C'est dans ce contexte particulièrement difficile que la question des « droits réservés » intervient, source de tensions supplémentaires sur le marché de la photographie. Les « DR » sont le fruit d'une pratique apparue après la guerre et dont l'utilisation a été dévoyée, puisque initialement il s'agissait de signaler que l'auteur de l'oeuvre photographique n'avait pas été retrouvé. Comme le mentionne le rapport de l'IGAC précité ainsi que plusieurs personnes auditionnées, la contrepartie de l'utilisation de la mention « droits réservés » est censée être la provision comptable d'un montant équivalent à la rémunération des photos ainsi utilisées. En théorie, ces sommes doivent servir à rémunérer les photographes qui se manifesteraient. Cependant votre rapporteur a noté que cette pratique n'est pas nécessairement suivie et pour le moins manque de transparence puisqu'aucune information précise 1 ( * ) à ce sujet ne lui a été fournie.

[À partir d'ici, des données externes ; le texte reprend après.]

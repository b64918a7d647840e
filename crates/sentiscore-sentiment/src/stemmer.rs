//! Suffix-stripping stemmers.

use rust_stemmers::Algorithm;

/// Reduces a word to its root form. Must be deterministic and stateless.
pub trait Stemmer: Send + Sync {
    fn stem(&self, word: &str) -> String;
}

/// English Porter-family stemmer backed by `rust-stemmers`.
///
/// Input is lowercased first; the underlying algorithm only handles lowercase.
pub struct PorterStemmer {
    inner: rust_stemmers::Stemmer,
}

impl PorterStemmer {
    #[must_use]
    pub fn new() -> Self {
        Self {
            inner: rust_stemmers::Stemmer::create(Algorithm::English),
        }
    }
}

impl Default for PorterStemmer {
    fn default() -> Self {
        Self::new()
    }
}

impl std::fmt::Debug for PorterStemmer {
    fn fmt(&self, f: &mut std::fmt::Formatter<'_>) -> std::fmt::Result {
        f.debug_struct("PorterStemmer").finish_non_exhaustive()
    }
}

impl Stemmer for PorterStemmer {
    fn stem(&self, word: &str) -> String {
        self.inner.stem(&word.to_lowercase()).into_owned()
    }
}

#[cfg(test)]
mod tests {
    use super::*;

    #[test]
    fn strips_common_suffixes() {
        let stemmer = PorterStemmer::new();
        assert_eq!(stemmer.stem("running"), "run");
        assert_eq!(stemmer.stem("loved"), "love");
        assert_eq!(stemmer.stem("hates"), "hate");
    }

    #[test]
    fn roots_are_stable() {
        let stemmer = PorterStemmer::new();
        assert_eq!(stemmer.stem("great"), "great");
        assert_eq!(stemmer.stem("hate"), "hate");
    }

    #[test]
    fn lowercases_before_stemming() {
        let stemmer = PorterStemmer::new();
        assert_eq!(stemmer.stem("Running"), stemmer.stem("running"));
    }

    #[test]
    fn empty_word_stems_to_empty() {
        assert_eq!(PorterStemmer::new().stem(""), "");
    }
}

Une étude 2 ( * ) du SNADI (Syndicat national des auteurs et diffuseurs d'images) réalisée à partir de l'analyse des crédits de huit titres de presse - quatre quotidiens nationaux et quatre hebdomadaires - et évaluant les provisions à hauteur des tarifs pratiqués pour rémunérer des photographes identifiés, chiffre à 347 000 euros le montant des provisions en un seul mois. La simulation sur 12 mois correspondrait ainsi à une provision annuelle de plus de 4 millions d'euros, qui serait autant de manque à gagner pour les photographes professionnels. Cependant ces chiffres sont à nuancer car les « DR » recouvrent quatre formes d'utilisation qui n'ont pas nécessairement le même impact sur les droits patrimoniaux des photographes :

- les photos dites « people » pour lesquelles l'auteur comme l'agence demandent l'anonymat ;

- les photos des dossiers de presse émanant d'institutions, de collectivités comme de sociétés du secteur privé, et mises gracieusement à disposition des diffuseurs. Elles constituent une sorte de publicité qui mériterait d'être signalée afin de garantir la transparence de l'information pour le lecteur, ce qui d'ailleurs ne manquerait pas de poser des problèmes quant à l'application des règles dérogatoires (tarif postal préférentiel, taux de TVA réduit) aux publications ayant obtenu un numéro de la commission paritaire des publications et agences de presse. En effet, parmi les obligations imposées à ces publications figure une limitation des espaces consacrés à la publicité (deux tiers au plus de la surface totale). La prise en compte des photos promotionnelles créditées en « DR » pourrait donc inciter les diffuseurs à faire appel à des photos non gratuites, ce qui ne manquerait cependant pas de constituer une difficulté économique supplémentaire au regard du contexte de crise de la presse. On peut penser que le manque à gagner des photographes est moindre dans le cas de figure des dossiers de presse, dans la mesure où il est courant que les auteurs soient rémunérés soit en tant que salariés soit de manière forfaitaire. Cependant cela ne justifie en rien l'absence de leur nom ;

- les photos gratuites, libres de droit, circulant sur Internet ou mises à disposition par des photographes amateurs (par exemple pour illustrer des articles de la presse quotidienne régionale) ;

- les photos orphelines, dont le ou les ayants droit ne peuvent être retrouvés. Selon les personnes auditionnées, elles représenteraient entre 3 et 20 % des « DR ».

Une « lettre ouverte des photographes indépendants aux parlementaires » fait mention d'une chute des droits d'auteur dont la valeur aurait été divisée par cinq entre 2005 et 2010.

Votre rapporteur partage le constat dressé par l'ensemble des acteurs du secteur qui reconnaissent l'absolue nécessité de remédier à cette situation de pratique abusive des « droits réservés » qui constituent une atteinte à la fois à la transparence de l'information et au droit de propriété des photographes dont la situation économique a été considérablement fragilisée ces dernières années. Il s'agit de réaffirmer avec force les principes fondateurs du code de la propriété intellectuelle.


* 1 Les syndicats de la presse interrogés ont fait savoir que de telles écritures comptables n'étaient pas pratiquées. Le ministère de la culture quant à lui était dans l'impossibilité de fournir des informations (pratique, méthodes de calcul, montant effectivement provisionnés).

* 2 « Livre blanc sur l'usage abusif de la mention « droits réservés » », 2009.